Having seen a post in 2016 from the Permaculture Association asking if anyone would like to host Nadia Lawton, I jumped at the opportunity! Having such experienced permaculturists visit, we hoped would help us link with the Muslim communities on our doorstep. Nadia spoke about the work they developed in Jordan ‘Greening the desert’, in refugee camps, and in schools from her perspective.

It was amazing to host a well-attended event with  both Nadia and Geoff Lawton and for them to visit our site. Whilst we may not be growing perfectly, we are growing more than fruit and veg. As an inner-city project we have hosted people from nearly all countries in the world, group and community dynamics are sometimes complicated, and warmly welcoming people is key. In January 2021 we launched our new Seeds of Hope Seed Library for Bradford which offers solidarity ‘Pay-it-Forward’ membership to ensure everyone can access it and we can afford to run it! 

 

 

What we say is ‘Start where you’re at, with what you’ve got and do what you can’. 

We were privileged to host a pioneer, Nadia, who could communicate in Arabic, (as could Geoff) as a visibly Muslim woman bringing her cultural experience and presence to our community. At the time Bradford had recently become home to Syrian nationals fleeing war there, many of whom we received on our site through partnering with Horton Housing.

Conversations Nadia had with the Syrian refugees were enlightening. They had been struggling to understand what we were doing and why. Until that point, we didn’t have anyone with Arabic or Urdu in our core worker’s coop. Geoff was somewhat critical of our production (understandable) and told us our boundary was too large for the amount of labour currently available. Accepting feedback is key to learning and developing so I accepted his feedback!

Engaging our two student interns with us through the University of Bradford summer experience we revisited the idea of the Community Engagement Strategy, using Looby MacNamara’s Design Web Visioning process, which helped start our Phase 2 visioning to further engage our community. It kick-started a whole year; flyering and door-knocking, and surveying again. We left sheets for the design web phases available for people to feed into on site whilst we worked or had a cuppa together. 

 

 

Rather than making our boundary smaller we needed more people to engage and bring each of the areas of our site to life, to co-create and manage it all: veg growing, forest garden, wildlife area, therapy garden and community area. 

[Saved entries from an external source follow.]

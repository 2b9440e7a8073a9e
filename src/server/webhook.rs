//! The GitHub push webhook handler (spec §4.8, §6): optionally verifies
//! `X-Hub-Signature`, extracts the pushed branch, and enqueues a
//! re-index on the dedicated worker's coalescing queue.

use axum::body::Bytes;
use axum::extract::State;
use axum::http::{HeaderMap, StatusCode};
use hmac::{Hmac, Mac};
use sha1::Sha1;

use super::AppState;

type HmacSha1 = Hmac<Sha1>;

const SIGNATURE_HEADER: &str = "x-hub-signature";
const BRANCH_REF_PREFIX: &str = "refs/heads/";

#[derive(serde::Deserialize)]
struct PushEvent {
    #[serde(rename = "ref")]
    git_ref: String,
}

pub async fn handle(
    State(state): State<AppState>,
    headers: HeaderMap,
    body: Bytes,
) -> (StatusCode, String) {
    if !state.webhook_secret.is_empty() {
        if let Err(reason) = verify_signature(&state.webhook_secret, &headers, &body) {
            return (StatusCode::BAD_REQUEST, reason);
        }
    }

    let event: PushEvent = match serde_json::from_slice(&body) {
        Ok(event) => event,
        Err(err) => {
            return (
                StatusCode::BAD_REQUEST,
                format!("malformed push event payload: {}", err),
            )
        }
    };

    let branch = match event.git_ref.strip_prefix(BRANCH_REF_PREFIX) {
        Some(branch) => branch.to_owned(),
        None => {
            return (
                StatusCode::BAD_REQUEST,
                format!("ref '{}' is not a branch push", event.git_ref),
            )
        }
    };

    if state.reindex.request(branch) {
        (StatusCode::OK, String::new())
    } else {
        (
            StatusCode::INTERNAL_SERVER_ERROR,
            "indexing worker is not accepting requests".to_owned(),
        )
    }
}

/// Verifies `X-Hub-Signature: sha1=<hex>` over the raw body, constant-time.
fn verify_signature(secret: &str, headers: &HeaderMap, body: &[u8]) -> Result<(), String> {
    let header = headers
        .get(SIGNATURE_HEADER)
        .and_then(|v| v.to_str().ok())
        .ok_or_else(|| "missing X-Hub-Signature header".to_owned())?;

    let hex_digest = header
        .strip_prefix("sha1=")
        .ok_or_else(|| "X-Hub-Signature must use the sha1= scheme".to_owned())?;

    let expected = hex::decode(hex_digest).map_err(|_| "X-Hub-Signature is not valid hex".to_owned())?;

    let mut mac = HmacSha1::new_from_slice(secret.as_bytes())
        .map_err(|_| "invalid webhook secret".to_owned())?;
    mac.update(body);
    mac.verify_slice(&expected)
        .map_err(|_| "X-Hub-Signature does not match the payload".to_owned())
}
//! Shared fixtures: build a small local Git repository with a couple of
//! branches and chart directories, without touching the network.

use chart_streams::config::Config;
use git2::{Repository, Signature};
use std::fs;
use std::path::{Path, PathBuf};

pub fn commit(repo: &Repository, message: &str, files: &[(&str, &str)]) -> git2::Oid {
    let workdir = repo.workdir().expect("fixture repo must not be bare").to_path_buf();
    let mut index = repo.index().unwrap();

    for (path, content) in files {
        let full = workdir.join(path);
        if let Some(parent) = full.parent() {
            fs::create_dir_all(parent).unwrap();
        }
        fs::write(&full, content).unwrap();
        index.add_path(Path::new(path)).unwrap();
    }
    index.write().unwrap();

    let tree_id = index.write_tree().unwrap();
    let tree = repo.find_tree(tree_id).unwrap();
    let sig = Signature::now("fixture", "fixture@example.com").unwrap();

    let parent_commit = repo.head().ok().and_then(|h| h.peel_to_commit().ok());
    let parents: Vec<&git2::Commit<'_>> = parent_commit.iter().collect();

    repo.commit(Some("HEAD"), &sig, &sig, message, &tree, &parents)
        .unwrap()
}

/// Lays out:
///
/// - master: one commit adding `one/` at version `1.0.0`, then a second
///   commit touching `one/Chart.yaml` without bumping the version.
/// - feature: branched off the first master commit, adds `two/` at
///   version `0.1.0`.
///
/// Returns the repo rooted at `dir`, ready to be used as a clone source.
pub fn build_fixture_repo(dir: &Path) -> Repository {
    let repo = Repository::init(dir).unwrap();
    repo.set_head("refs/heads/master").unwrap();

    commit(
        &repo,
        "add chart one at 1.0.0",
        &[
            ("one/Chart.yaml", "name: one\nversion: 1.0.0\ndescription: first chart\n"),
            ("one/templates/deployment.yaml", "kind: Deployment\n"),
        ],
    );

    let first_tip = repo.head().unwrap().peel_to_commit().unwrap();
    repo.branch("feature", &first_tip, false).unwrap();

    commit(
        &repo,
        "carry version 1.0.0 forward unchanged",
        &[("one/Chart.yaml", "name: one\nversion: 1.0.0\ndescription: same version, new text\n")],
    );

    repo.set_head("refs/heads/feature").unwrap();
    repo.checkout_head(Some(git2::build::CheckoutBuilder::new().force()))
        .unwrap();

    commit(
        &repo,
        "add chart two at 0.1.0 on feature",
        &[
            ("two/Chart.yaml", "name: two\nversion: 0.1.0\n"),
            ("two/values.yaml", "replicas: 1\n"),
        ],
    );

    repo.set_head("refs/heads/master").unwrap();
    repo.checkout_head(Some(git2::build::CheckoutBuilder::new().force()))
        .unwrap();

    repo
}

/// A `Config` pointing `repo_url` at a local path, so `Backend::open` clones
/// over the filesystem transport rather than the network.
pub fn config_for(origin: &Path, working_dir: PathBuf, clone_depth: u32) -> Config {
    Config {
        repo_url: origin.to_string_lossy().into_owned(),
        clone_depth,
        relative_dir: "/".to_owned(),
        listen_addr: "127.0.0.1:0".to_owned(),
        working_dir,
        force_clone: false,
        github_webhook_secret: String::new(),
    }
}
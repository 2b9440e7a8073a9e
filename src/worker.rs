//! The dedicated indexing worker (spec §5): the only task allowed to
//! rebuild the index. Rebuild requests arrive over a length-1 channel so a
//! burst of webhook deliveries coalesces into a single rebuild, matching
//! the teacher's pattern of moving blocking `git2` work onto
//! `spawn_blocking` rather than the async executor threads.

use std::sync::Arc;
use tokio::sync::mpsc;

use crate::git::Backend;
use crate::index::{self, SharedCache};

/// A handle request handlers use to ask for a branch to be re-indexed.
#[derive(Clone)]
pub struct ReindexHandle {
    tx: mpsc::Sender<String>,
}

impl ReindexHandle {
    /// Enqueues `branch` for re-indexing. A rebuild already queued causes
    /// this one to be silently coalesced (still `true`: the pending
    /// rebuild will see the same new state) — only a stopped worker
    /// returns `false`.
    pub fn request(&self, branch: String) -> bool {
        match self.tx.try_send(branch) {
            Ok(()) => true,
            Err(mpsc::error::TrySendError::Full(_)) => true,
            Err(mpsc::error::TrySendError::Closed(_)) => false,
        }
    }
}

/// Spawns the worker and returns the handle used to trigger rebuilds.
/// `cache` is swapped in place on a successful rebuild; a failed rebuild
/// leaves the previous generation untouched (spec §7).
pub fn spawn(
    backend: Arc<Backend>,
    base: String,
    clone_depth: u32,
    cache: Arc<SharedCache>,
) -> ReindexHandle {
    let (tx, mut rx) = mpsc::channel::<String>(1);

    tokio::spawn(async move {
        while let Some(branch) = rx.recv().await {
            let backend = backend.clone();
            let base = base.clone();
            let branch_for_task = branch.clone();

            let result = tokio::task::spawn_blocking(move || {
                backend.fetch_branch(&branch_for_task)?;
                index::build(&backend, &base, clone_depth)
            })
            .await;

            match result {
                Ok(Ok(new_cache)) => {
                    cache.swap(new_cache);
                    tracing::info!(branch = %branch, "reindex complete");
                }
                Ok(Err(err)) => {
                    tracing::error!(branch = %branch, error = %err, "reindex failed, keeping previous index");
                }
                Err(join_err) => {
                    tracing::error!(branch = %branch, error = %join_err, "reindex task panicked");
                }
            }
        }
    });

    ReindexHandle { tx }
}
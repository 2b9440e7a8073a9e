use anyhow::{Context, Error};

pub(crate) fn with_fetch_options(
    git_config: &git2::Config,
    url: &str,
    cb: &mut dyn FnMut(git2::FetchOptions<'_>) -> Result<(), Error>,
) -> Result<(), Error> {
    with_authentication(url, git_config, |f| {
        let mut rcb = git2::RemoteCallbacks::new();
        rcb.credentials(f);

        // Create a local anonymous remote in the repository to fetch the
        // url
        let mut opts = git2::FetchOptions::new();
        opts.remote_callbacks(rcb);
        cb(opts)
    })?;
    Ok(())
}

/// Prepare the authentication callbacks for cloning or fetching a git
/// repository.
///
/// The main purpose of this function is to construct the "authentication
/// callback" which is used to clone/fetch a repository. This callback will
/// attempt to find the right authentication on the system (without user
/// input) and will guide libgit2 in doing so.
///
/// The callback is provided `allowed` types of credentials, and we try to do
/// as much as possible based on that:
///
/// * Prioritize SSH keys from the local ssh agent as they're likely the most
///   reliable. The username here is prioritized from the credential
///   callback, then from whatever is configured in git itself, and finally
///   we fall back to the generic user of `git`.
///
/// * If a username/password is allowed, then we fall back to git2-rs's
///   implementation of the credential helper. This is what is configured
///   with `credential.helper` in git, and is the interface for the macOS
///   keychain, for example.
///
/// * After the above two have failed, we just kinda grapple attempting to
///   return *something*.
///
/// If any form of authentication fails, libgit2 will repeatedly ask us for
/// credentials until we give it a reason to not do so. To ensure we don't
/// just sit here looping forever we keep track of authentications we've
/// attempted and we don't try the same ones again.
pub(crate) fn with_authentication<T, F>(url: &str, cfg: &git2::Config, mut f: F) -> Result<T, Error>
where
    F: FnMut(&mut git2::Credentials<'_>) -> Result<T, Error>,
{
    use std::env;

    let mut cred_helper = git2::CredentialHelper::new(url);
    cred_helper.config(cfg);

    let mut ssh_username_requested = false;
    let mut cred_helper_bad = None;
    let mut ssh_agent_attempts = Vec::new();
    let mut any_attempts = false;
    let mut tried_sshkey = false;
    let mut url_attempt = None;

    let orig_url = url;
    let mut res = f(&mut |url, username, allowed| {
        any_attempts = true;
        if url != orig_url {
            url_attempt = Some(url.to_string());
        }
        // libgit2's "USERNAME" authentication actually means that it's just
        // asking us for a username to keep going. This is currently only
        // really used for SSH authentication and isn't really an
        // authentication type. If we're being called here then we know
        // that (a) we're using ssh authentication and (b) no username was
        // specified in the URL that we're trying to clone. We need to
        // guess an appropriate username here, but that may involve a few
        // attempts.
        if allowed.contains(git2::CredentialType::USERNAME) {
            debug_assert!(username.is_none());
            ssh_username_requested = true;
            return Err(git2::Error::from_str("gonna try usernames later"));
        }

        // An "SSH_KEY" authentication indicates that we need some sort of
        // SSH authentication, sourced from the ssh-agent process.
        if allowed.contains(git2::CredentialType::SSH_KEY) && !tried_sshkey {
            tried_sshkey = true;
            let username = username.unwrap();
            debug_assert!(!ssh_username_requested);
            ssh_agent_attempts.push(username.to_string());
            return git2::Cred::ssh_key_from_agent(username);
        }

        // Sometimes libgit2 will ask for a username/password in plaintext;
        // the only way we support that is through `credential.helper`.
        if allowed.contains(git2::CredentialType::USER_PASS_PLAINTEXT) && cred_helper_bad.is_none()
        {
            let r = git2::Cred::credential_helper(cfg, url, username);
            cred_helper_bad = Some(r.is_err());
            return r;
        }

        if allowed.contains(git2::CredentialType::DEFAULT) {
            return git2::Cred::default();
        }

        Err(git2::Error::from_str("no authentication available"))
    });

    // If it looks like we're going to be doing ssh authentication, try a
    // few different usernames as one wasn't specified in the URL: a
    // credential helper's username for this URL, this account's username,
    // then "git".
    if ssh_username_requested {
        debug_assert!(res.is_err());
        let mut attempts = vec!["git".to_string()];

        if let Ok(s) = env::var("USER").or_else(|_| env::var("USERNAME")) {
            attempts.push(s);
        }
        if let Some(ref s) = cred_helper.username {
            attempts.push(s.clone());
        }

        while let Some(s) = attempts.pop() {
            let mut attempts = 0;
            res = f(&mut |_url, username, allowed| {
                if allowed.contains(git2::CredentialType::USERNAME) {
                    return git2::Cred::username(&s);
                }
                if allowed.contains(git2::CredentialType::SSH_KEY) {
                    debug_assert_eq!(Some(&s[..]), username);
                    attempts += 1;
                    if attempts == 1 {
                        ssh_agent_attempts.push(s.clone());
                        return git2::Cred::ssh_key_from_agent(&s);
                    }
                }
                Err(git2::Error::from_str("no authentication available"))
            });

            if attempts != 2 {
                break;
            }
        }
    }
    let mut err = match res {
        Ok(e) => return Ok(e),
        Err(e) => e,
    };

    if any_attempts {
        let mut msg = "failed to authenticate when accessing repository".to_string();

        if let Some(attempt) = &url_attempt {
            if url != attempt {
                msg.push_str(": ");
                msg.push_str(attempt);
            }
        }
        msg.push('\n');
        if !ssh_agent_attempts.is_empty() {
            let names = ssh_agent_attempts
                .iter()
                .map(|s| format!("`{}`", s))
                .collect::<Vec<_>>()
                .join(", ");
            msg.push_str(&format!(
                "\n* attempted ssh-agent authentication, but no usernames succeeded: {}",
                names
            ));
        }
        if let Some(failed_cred_helper) = cred_helper_bad {
            if failed_cred_helper {
                msg.push_str(
                    "\n* attempted to find username/password via git's `credential.helper` support, but failed",
                );
            } else {
                msg.push_str(
                    "\n* attempted to find username/password via `credential.helper`, but maybe the found credentials were incorrect",
                );
            }
        }
        err = err.context(msg);
    } else if let Some(e) = err.downcast_ref::<git2::Error>() {
        use git2::ErrorClass;
        match e.class() {
            ErrorClass::Net
            | ErrorClass::Ssl
            | ErrorClass::Submodule
            | ErrorClass::FetchHead
            | ErrorClass::Ssh
            | ErrorClass::Callback
            | ErrorClass::Http => {
                err = err.context("network failure seems to have happened");
            }
            _ => {}
        }
    }

    Err(err)
}
//! The Tree Walker (spec §4.2): given a commit, yield the chart directory
//! names relevant to that commit — either every chart directory (used only
//! at primary-branch HEAD) or just the ones a commit actually touched.

use anyhow::Error;
use git2::Oid;

use crate::git::Backend;

/// All-dirs mode: the immediate subdirectories of `base`, dot-files
/// excluded, sorted and deduplicated. Used only at the primary branch's
/// HEAD (spec §4.4).
pub fn all_dirs(backend: &Backend, commit: Oid, base: &str) -> Result<Vec<String>, Error> {
    backend.top_level_dirs(commit, base)
}

/// Modified-dirs mode: the chart directories touched by `commit`, derived
/// from its modified-files union, projected to their first path segment
/// after `base` (spec §4.2).
pub fn modified_dirs(backend: &Backend, commit: Oid, base: &str) -> Result<Vec<String>, Error> {
    let modified = backend.modified_files(commit)?;
    Ok(project_modified_dirs(&modified, base))
}

/// The pure projection step of [`modified_dirs`], split out so it can be
/// exercised directly without a repository fixture.
pub fn project_modified_dirs(modified: &[String], base: &str) -> Vec<String> {
    let base = base.trim_matches('/');

    let mut dirs: Vec<String> = modified
        .iter()
        .filter_map(|path| {
            let rest = if base.is_empty() {
                Some(path.as_str())
            } else {
                path.strip_prefix(base).and_then(|r| r.strip_prefix('/'))
            }?;
            let first_segment_end = rest.find('/')?;
            Some(rest[..first_segment_end].to_owned())
        })
        .collect();

    dirs.sort();
    dirs.dedup();
    dirs
}

#[cfg(test)]
mod tests {
    use super::*;

    #[test]
    fn projects_first_segment_under_base() {
        let modified = vec![
            "stable/one/Chart.yaml".to_owned(),
            "stable/one/templates/deployment.yaml".to_owned(),
            "stable/two/Chart.yaml".to_owned(),
            "README.md".to_owned(),
            "stable/Chart.yaml".to_owned(),
        ];

        assert_eq!(
            project_modified_dirs(&modified, "stable"),
            vec!["one".to_owned(), "two".to_owned()]
        );
    }

    #[test]
    fn empty_base_matches_repo_root() {
        let modified = vec!["one/Chart.yaml".to_owned(), "two/values.yaml".to_owned()];

        assert_eq!(
            project_modified_dirs(&modified, "/"),
            vec!["one".to_owned(), "two".to_owned()]
        );
    }

    #[test]
    fn dedups_and_sorts() {
        let modified = vec![
            "stable/b/x".to_owned(),
            "stable/a/x".to_owned(),
            "stable/a/y".to_owned(),
        ];

        assert_eq!(
            project_modified_dirs(&modified, "stable"),
            vec!["a".to_owned(), "b".to_owned()]
        );
    }
}
//! The Index Cache (spec §4.6): two maps and a rendered YAML buffer,
//! replaced as a single unit. Readers never see a torn cache; the writer
//! (the indexing worker) builds the replacement off to the side and swaps
//! an atomic pointer in, mirroring the "immutable value behind an atomic
//! pointer" guidance in spec.md §9.

use anyhow::{Context as _, Error};
use arc_swap::ArcSwap;
use chrono::{DateTime, Utc};
use std::collections::{BTreeMap, HashMap};
use std::sync::Arc;

/// The commit that produced one published (chart-name, version) binding
/// (spec §3's Commit Binding).
#[derive(Clone, Debug)]
pub struct CommitBinding {
    pub commit_id: String,
    pub commit_time: DateTime<Utc>,
    pub branch: String,
    pub digest: String,
    /// The chart directory name this binding was produced from, so a later
    /// request can re-read the same files without assuming the directory
    /// name matches the chart's declared `name` field.
    pub chart_dir: String,
}

/// One entry in the rendered `index.yaml`, matching the Helm Repository
/// Index v1 shape (spec §6).
#[derive(Clone, Debug, serde::Serialize)]
pub struct EntryRecord {
    pub name: String,
    pub version: String,
    #[serde(rename = "apiVersion")]
    pub api_version: String,
    #[serde(skip_serializing_if = "Option::is_none")]
    pub description: Option<String>,
    pub urls: Vec<String>,
    pub digest: String,
}

#[derive(serde::Serialize)]
struct IndexDocument<'a> {
    #[serde(rename = "apiVersion")]
    api_version: &'static str,
    generated: DateTime<Utc>,
    entries: &'a BTreeMap<String, Vec<EntryRecord>>,
}

/// One fully-built, immutable generation of the index.
pub struct IndexCache {
    pub generated: DateTime<Utc>,
    /// Chart name to its versions, newest first.
    pub entries: BTreeMap<String, Vec<EntryRecord>>,
    /// (chart-name, version) to the commit that produced it.
    pub bindings: HashMap<(String, String), CommitBinding>,
    /// The whole document, serialized once.
    pub rendered: String,
}

impl IndexCache {
    pub fn lookup(&self, name: &str, version: &str) -> Option<&CommitBinding> {
        self.bindings.get(&(name.to_owned(), version.to_owned()))
    }

    pub fn rendered_yaml(&self) -> &str {
        &self.rendered
    }

    /// An empty cache, used before the first successful build completes.
    pub fn empty() -> Self {
        Self {
            generated: DateTime::<Utc>::from_timestamp(0, 0).unwrap(),
            entries: BTreeMap::new(),
            bindings: HashMap::new(),
            rendered: "apiVersion: v1\nentries: {}\n".to_owned(),
        }
    }
}

pub(super) fn render(
    entries: &BTreeMap<String, Vec<EntryRecord>>,
    generated: DateTime<Utc>,
) -> Result<String, Error> {
    let doc = IndexDocument {
        api_version: "v1",
        generated,
        entries,
    };
    serde_yaml::to_string(&doc).context("failed to render index.yaml")
}

/// The atomically-swappable handle the HTTP layer holds. A read acquires an
/// `Arc` to whichever generation is current and is unaffected by a
/// concurrent swap (spec §4.6, §5's "atomic swap" guarantee).
pub struct SharedCache(ArcSwap<IndexCache>);

impl SharedCache {
    pub fn new(initial: IndexCache) -> Self {
        Self(ArcSwap::from_pointee(initial))
    }

    pub fn load(&self) -> Arc<IndexCache> {
        self.0.load_full()
    }

    pub fn swap(&self, next: IndexCache) {
        self.0.store(Arc::new(next));
    }
}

Fundraising came up as a point of weakness, so, I developed my fundraising skills. Building on the bubble designs and specific area designs (forest garden, community area) I co-designed, tweaked and successfully fundraised for them. We then implemented numerous projects bringing in many partners, which helped us to see where the energy was/ is. This enabled us to trial new ideas and to fine tune them to meet the needs of the community, building on what we learnt from the visioning. We have also expanded our team. Phase 3, the next phase is all about ‘Design from Pattern to detail’. Although I’m moving on to pastures new, I’m excited to see how the project develops!

 

Through co-design, implementing practical projects, and coordination of the project as a member of the co-op, I have co-evolved with this wonderful urban oasis for the last 13 years, starting as a volunteer and developing as a human being and permaculture practitioner, and am incredibly grateful for this opportunity!